Data to use |
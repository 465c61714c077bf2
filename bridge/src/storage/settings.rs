//! Settings file management

use serde::{Deserialize, Serialize};

use crate::came;
use crate::logs::LogLevel;

/// Bridge settings
#[derive(Debug, Clone, Serialize, Deserialize)]
pub struct Settings {
    /// Log level
    #[serde(default)]
    pub log_level: LogLevel,

    /// Write daily-rotated log files under the storage layout's logs directory
    #[serde(default)]
    pub log_to_file: bool,

    /// HTTP server configuration
    #[serde(default)]
    pub server: ServerSettings,

    /// Vendor cloud configuration
    #[serde(default)]
    pub vendor: VendorSettings,
}

impl Default for Settings {
    fn default() -> Self {
        Self {
            log_level: LogLevel::Info,
            log_to_file: false,
            server: ServerSettings::default(),
            vendor: VendorSettings::default(),
        }
    }
}

/// HTTP server settings
#[derive(Debug, Clone, Serialize, Deserialize)]
pub struct ServerSettings {
    /// Bind host
    #[serde(default = "default_server_host")]
    pub host: String,

    /// Bind port
    #[serde(default = "default_server_port")]
    pub port: u16,
}

fn default_server_host() -> String {
    "0.0.0.0".to_string()
}

fn default_server_port() -> u16 {
    8000
}

impl Default for ServerSettings {
    fn default() -> Self {
        Self {
            host: default_server_host(),
            port: default_server_port(),
        }
    }
}

/// Vendor cloud settings
#[derive(Debug, Clone, Serialize, Deserialize)]
pub struct VendorSettings {
    /// Candidate API base URLs, tried in order during the OAuth exchange
    #[serde(default = "default_api_bases")]
    pub api_bases: Vec<String>,

    /// Redirect URI registered with the vendor's authorization endpoint
    #[serde(default = "default_redirect_uri")]
    pub redirect_uri: String,
}

fn default_api_bases() -> Vec<String> {
    came::API_BASE_CANDIDATES
        .iter()
        .map(|s| s.to_string())
        .collect()
}

fn default_redirect_uri() -> String {
    came::REDIRECT_URI.to_string()
}

impl Default for VendorSettings {
    fn default() -> Self {
        Self {
            api_bases: default_api_bases(),
            redirect_uri: default_redirect_uri(),
        }
    }
}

How to complete this task |
Write down again the exact lines running from the beginning of the data to the line containing "HTTP server settings", with both ends included.

Reply |
repository 465c61714c077bf2
filename bridge/src/storage/settings.rs
//! Settings file management

use serde::{Deserialize, Serialize};

use crate::came;
use crate::logs::LogLevel;

/// Bridge settings
#[derive(Debug, Clone, Serialize, Deserialize)]
pub struct Settings {
    /// Log level
    #[serde(default)]
    pub log_level: LogLevel,

    /// Write daily-rotated log files under the storage layout's logs directory
    #[serde(default)]
    pub log_to_file: bool,

    /// HTTP server configuration
    #[serde(default)]
    pub server: ServerSettings,

    /// Vendor cloud configuration
    #[serde(default)]
    pub vendor: VendorSettings,
}

impl Default for Settings {
    fn default() -> Self {
        Self {
            log_level: LogLevel::Info,
            log_to_file: false,
            server: ServerSettings::default(),
            vendor: VendorSettings::default(),
        }
    }
}

/// HTTP server settings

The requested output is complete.